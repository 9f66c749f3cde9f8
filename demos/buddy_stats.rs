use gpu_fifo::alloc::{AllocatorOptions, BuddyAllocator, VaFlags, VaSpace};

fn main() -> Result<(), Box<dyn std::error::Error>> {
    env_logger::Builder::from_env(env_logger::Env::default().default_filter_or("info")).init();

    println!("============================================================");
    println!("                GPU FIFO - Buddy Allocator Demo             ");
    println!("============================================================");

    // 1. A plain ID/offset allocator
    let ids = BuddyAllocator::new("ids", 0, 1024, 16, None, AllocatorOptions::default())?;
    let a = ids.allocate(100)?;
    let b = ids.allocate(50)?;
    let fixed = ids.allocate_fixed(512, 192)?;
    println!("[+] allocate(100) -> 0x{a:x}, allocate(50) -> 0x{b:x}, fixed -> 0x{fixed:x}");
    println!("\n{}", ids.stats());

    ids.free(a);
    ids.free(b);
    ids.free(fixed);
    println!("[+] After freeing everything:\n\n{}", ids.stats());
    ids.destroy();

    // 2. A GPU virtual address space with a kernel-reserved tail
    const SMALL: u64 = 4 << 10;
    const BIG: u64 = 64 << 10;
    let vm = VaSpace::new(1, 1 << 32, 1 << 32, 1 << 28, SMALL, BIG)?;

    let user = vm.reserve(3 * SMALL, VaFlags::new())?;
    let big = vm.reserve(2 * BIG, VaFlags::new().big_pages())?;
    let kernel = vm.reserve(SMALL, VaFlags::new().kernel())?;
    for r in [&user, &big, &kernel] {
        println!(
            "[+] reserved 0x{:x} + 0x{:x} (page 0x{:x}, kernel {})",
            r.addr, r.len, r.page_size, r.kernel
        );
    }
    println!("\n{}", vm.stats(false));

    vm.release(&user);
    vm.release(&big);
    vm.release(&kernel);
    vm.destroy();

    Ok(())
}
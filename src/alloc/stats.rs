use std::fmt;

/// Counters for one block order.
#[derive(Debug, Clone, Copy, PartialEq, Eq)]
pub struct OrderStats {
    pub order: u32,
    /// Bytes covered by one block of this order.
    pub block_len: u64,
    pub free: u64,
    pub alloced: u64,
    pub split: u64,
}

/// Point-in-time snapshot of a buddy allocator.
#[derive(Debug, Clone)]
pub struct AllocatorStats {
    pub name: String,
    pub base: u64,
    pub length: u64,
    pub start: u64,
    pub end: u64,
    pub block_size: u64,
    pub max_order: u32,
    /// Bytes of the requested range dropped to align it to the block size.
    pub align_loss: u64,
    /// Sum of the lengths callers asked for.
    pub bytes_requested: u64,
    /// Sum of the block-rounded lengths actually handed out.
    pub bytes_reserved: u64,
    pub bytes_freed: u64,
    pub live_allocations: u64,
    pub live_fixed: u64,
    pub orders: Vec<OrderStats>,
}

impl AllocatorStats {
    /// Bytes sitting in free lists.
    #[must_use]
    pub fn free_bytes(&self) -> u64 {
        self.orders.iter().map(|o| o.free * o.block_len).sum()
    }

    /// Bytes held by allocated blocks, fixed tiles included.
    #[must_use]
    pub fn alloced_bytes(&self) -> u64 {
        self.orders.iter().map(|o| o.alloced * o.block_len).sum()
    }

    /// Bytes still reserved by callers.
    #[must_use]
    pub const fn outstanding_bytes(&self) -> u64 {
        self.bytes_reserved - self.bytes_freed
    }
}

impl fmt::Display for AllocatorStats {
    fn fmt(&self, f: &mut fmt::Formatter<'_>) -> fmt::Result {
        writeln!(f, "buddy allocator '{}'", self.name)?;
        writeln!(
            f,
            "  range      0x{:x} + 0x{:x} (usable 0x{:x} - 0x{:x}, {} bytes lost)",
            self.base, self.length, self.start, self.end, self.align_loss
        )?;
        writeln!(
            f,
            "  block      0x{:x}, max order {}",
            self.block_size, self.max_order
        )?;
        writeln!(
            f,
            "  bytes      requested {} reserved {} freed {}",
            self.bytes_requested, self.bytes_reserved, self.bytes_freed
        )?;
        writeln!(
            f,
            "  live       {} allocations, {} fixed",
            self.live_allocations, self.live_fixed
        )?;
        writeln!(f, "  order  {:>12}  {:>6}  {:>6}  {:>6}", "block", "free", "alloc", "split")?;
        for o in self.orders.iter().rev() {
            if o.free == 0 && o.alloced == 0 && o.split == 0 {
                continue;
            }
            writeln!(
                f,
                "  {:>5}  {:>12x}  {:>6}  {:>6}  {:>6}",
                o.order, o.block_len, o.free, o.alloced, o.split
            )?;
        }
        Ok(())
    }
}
+---+
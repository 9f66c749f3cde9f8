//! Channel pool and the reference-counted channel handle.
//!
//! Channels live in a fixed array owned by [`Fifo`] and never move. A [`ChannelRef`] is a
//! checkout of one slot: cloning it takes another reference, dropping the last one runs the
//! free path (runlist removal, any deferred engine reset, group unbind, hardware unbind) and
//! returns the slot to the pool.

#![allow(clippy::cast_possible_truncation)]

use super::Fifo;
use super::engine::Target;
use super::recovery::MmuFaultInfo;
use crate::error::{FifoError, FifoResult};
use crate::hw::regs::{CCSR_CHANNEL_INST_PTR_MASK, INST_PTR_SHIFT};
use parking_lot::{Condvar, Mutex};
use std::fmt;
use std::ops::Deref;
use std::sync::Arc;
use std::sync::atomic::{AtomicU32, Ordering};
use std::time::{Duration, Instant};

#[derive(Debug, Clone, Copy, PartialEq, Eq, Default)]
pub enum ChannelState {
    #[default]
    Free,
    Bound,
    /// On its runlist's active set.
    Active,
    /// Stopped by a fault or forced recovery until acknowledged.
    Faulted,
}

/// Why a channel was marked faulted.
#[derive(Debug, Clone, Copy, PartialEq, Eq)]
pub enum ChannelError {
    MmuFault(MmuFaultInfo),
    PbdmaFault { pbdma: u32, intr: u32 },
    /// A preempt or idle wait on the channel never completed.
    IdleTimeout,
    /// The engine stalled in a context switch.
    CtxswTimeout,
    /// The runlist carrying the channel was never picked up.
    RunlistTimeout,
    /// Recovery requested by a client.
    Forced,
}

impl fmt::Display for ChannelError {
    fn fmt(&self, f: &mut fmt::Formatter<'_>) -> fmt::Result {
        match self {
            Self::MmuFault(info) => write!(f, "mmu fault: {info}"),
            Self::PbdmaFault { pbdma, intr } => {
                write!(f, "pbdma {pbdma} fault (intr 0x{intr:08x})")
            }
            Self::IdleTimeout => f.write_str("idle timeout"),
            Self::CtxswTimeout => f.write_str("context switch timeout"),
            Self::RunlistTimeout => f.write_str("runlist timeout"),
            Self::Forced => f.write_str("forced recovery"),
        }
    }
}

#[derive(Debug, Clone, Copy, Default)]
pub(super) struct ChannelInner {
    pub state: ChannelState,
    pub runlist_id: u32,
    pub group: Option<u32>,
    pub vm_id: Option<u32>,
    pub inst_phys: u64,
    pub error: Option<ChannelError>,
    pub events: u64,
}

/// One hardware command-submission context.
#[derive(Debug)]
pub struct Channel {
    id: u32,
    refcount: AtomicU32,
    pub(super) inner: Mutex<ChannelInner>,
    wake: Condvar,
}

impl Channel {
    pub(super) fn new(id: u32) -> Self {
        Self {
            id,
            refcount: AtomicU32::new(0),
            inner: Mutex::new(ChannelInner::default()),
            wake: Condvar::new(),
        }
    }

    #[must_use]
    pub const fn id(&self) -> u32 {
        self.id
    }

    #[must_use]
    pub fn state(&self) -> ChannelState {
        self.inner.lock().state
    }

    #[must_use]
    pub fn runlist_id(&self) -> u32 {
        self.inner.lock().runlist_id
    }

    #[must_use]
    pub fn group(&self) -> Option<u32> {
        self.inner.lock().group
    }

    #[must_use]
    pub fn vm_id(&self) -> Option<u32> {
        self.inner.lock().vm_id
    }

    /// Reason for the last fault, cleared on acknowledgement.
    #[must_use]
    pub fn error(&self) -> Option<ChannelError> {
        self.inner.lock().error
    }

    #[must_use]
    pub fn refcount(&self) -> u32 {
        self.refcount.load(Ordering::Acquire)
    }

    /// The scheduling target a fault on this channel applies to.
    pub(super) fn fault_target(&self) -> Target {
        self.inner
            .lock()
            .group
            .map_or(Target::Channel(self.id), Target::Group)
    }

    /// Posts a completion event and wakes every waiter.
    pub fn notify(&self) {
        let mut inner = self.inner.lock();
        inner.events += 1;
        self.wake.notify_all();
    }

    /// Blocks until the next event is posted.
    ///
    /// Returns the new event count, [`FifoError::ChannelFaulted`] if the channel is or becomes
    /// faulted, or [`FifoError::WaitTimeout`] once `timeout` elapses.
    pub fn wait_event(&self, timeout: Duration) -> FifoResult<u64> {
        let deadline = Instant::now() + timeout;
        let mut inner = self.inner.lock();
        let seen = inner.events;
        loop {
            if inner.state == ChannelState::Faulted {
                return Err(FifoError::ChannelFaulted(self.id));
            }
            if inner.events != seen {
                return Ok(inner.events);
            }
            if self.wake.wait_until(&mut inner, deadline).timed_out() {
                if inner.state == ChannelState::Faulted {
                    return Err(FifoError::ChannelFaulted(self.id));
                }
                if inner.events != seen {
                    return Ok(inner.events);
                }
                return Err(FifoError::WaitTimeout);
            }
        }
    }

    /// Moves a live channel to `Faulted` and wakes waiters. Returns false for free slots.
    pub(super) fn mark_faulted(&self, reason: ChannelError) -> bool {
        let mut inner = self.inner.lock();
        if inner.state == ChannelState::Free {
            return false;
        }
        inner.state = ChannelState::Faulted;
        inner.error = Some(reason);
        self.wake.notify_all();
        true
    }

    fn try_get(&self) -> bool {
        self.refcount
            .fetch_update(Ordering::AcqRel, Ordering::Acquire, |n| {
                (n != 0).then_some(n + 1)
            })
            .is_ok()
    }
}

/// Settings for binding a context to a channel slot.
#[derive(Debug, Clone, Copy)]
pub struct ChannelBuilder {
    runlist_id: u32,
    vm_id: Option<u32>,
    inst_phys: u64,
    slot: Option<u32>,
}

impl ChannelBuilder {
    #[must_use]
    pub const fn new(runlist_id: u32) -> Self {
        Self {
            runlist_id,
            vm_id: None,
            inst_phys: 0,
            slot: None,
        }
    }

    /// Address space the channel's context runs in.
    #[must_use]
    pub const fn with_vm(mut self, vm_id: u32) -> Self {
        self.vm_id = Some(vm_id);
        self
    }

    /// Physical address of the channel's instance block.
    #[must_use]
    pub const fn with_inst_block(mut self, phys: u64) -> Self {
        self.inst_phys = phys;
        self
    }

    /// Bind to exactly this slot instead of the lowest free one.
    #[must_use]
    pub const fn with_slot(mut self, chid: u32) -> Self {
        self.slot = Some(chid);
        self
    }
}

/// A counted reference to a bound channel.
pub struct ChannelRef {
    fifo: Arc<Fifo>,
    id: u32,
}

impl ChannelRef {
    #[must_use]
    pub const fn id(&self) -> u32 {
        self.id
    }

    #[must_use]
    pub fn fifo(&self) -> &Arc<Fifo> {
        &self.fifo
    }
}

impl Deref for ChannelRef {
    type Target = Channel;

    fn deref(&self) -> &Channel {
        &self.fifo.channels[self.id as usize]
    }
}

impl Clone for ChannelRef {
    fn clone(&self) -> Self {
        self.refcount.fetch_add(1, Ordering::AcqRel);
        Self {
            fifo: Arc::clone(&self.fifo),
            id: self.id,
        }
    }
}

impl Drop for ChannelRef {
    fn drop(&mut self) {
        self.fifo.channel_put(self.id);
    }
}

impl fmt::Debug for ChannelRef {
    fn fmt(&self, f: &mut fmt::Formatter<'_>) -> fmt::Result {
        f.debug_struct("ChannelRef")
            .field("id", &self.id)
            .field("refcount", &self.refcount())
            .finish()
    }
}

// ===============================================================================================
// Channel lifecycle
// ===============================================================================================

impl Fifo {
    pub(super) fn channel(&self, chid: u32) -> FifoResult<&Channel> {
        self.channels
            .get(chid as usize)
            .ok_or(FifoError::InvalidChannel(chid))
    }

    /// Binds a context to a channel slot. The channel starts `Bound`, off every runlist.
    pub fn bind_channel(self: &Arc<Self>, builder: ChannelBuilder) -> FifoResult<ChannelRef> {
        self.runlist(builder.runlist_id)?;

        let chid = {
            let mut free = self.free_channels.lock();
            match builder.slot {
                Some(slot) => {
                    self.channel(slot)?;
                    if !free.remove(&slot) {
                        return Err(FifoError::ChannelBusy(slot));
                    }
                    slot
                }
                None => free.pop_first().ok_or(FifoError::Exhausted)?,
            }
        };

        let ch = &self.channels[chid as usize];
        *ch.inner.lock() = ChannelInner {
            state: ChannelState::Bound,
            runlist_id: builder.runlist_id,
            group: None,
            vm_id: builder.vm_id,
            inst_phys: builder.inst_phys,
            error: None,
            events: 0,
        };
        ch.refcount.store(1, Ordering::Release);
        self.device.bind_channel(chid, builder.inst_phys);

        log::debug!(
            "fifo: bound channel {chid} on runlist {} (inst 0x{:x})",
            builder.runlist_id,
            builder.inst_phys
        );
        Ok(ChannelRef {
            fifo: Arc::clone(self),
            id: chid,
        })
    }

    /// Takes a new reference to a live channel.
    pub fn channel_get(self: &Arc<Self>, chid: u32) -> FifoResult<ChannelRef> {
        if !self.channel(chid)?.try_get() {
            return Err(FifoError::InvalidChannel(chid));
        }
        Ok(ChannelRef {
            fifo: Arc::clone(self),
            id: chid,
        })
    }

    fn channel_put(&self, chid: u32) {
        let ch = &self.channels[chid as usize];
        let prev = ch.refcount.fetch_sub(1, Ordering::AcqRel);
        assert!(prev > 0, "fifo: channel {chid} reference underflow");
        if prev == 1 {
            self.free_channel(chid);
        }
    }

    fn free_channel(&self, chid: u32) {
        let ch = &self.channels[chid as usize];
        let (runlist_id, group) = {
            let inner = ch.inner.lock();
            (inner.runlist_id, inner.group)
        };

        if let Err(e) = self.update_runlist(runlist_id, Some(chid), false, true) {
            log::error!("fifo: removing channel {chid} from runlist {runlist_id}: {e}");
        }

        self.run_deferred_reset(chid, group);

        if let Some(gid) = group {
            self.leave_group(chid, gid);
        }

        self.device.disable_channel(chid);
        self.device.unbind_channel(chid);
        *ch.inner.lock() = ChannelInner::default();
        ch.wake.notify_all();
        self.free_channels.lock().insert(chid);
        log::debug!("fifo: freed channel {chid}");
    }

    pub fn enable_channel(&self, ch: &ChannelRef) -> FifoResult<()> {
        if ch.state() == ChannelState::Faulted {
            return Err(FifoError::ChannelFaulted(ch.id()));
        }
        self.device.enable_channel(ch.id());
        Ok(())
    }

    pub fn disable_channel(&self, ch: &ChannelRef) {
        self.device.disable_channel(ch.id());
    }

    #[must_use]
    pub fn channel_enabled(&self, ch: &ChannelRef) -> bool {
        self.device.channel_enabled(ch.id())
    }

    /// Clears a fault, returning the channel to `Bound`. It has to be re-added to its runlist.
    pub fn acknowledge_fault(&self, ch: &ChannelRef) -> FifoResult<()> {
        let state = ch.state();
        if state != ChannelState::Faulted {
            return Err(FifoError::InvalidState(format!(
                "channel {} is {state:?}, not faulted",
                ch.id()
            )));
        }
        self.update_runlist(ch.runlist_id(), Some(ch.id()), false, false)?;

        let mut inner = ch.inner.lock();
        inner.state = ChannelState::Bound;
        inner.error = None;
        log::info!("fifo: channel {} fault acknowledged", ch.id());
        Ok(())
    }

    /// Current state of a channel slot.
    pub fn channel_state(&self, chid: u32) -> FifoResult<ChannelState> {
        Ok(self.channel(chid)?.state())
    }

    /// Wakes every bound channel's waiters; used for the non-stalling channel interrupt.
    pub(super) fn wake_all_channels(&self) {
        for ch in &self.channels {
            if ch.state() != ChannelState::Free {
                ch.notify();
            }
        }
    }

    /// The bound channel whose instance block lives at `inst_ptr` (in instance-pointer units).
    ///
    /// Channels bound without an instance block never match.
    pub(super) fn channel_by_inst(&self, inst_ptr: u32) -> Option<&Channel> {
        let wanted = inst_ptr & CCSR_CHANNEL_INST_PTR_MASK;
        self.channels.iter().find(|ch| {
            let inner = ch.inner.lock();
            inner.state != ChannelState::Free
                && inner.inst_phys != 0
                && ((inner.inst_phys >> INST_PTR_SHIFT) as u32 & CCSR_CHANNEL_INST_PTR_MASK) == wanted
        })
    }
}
+---+
> **Exercise objective**:
Report how many lines in the material contain the word "false", writing the number and nothing more.

> **Answer box**:
5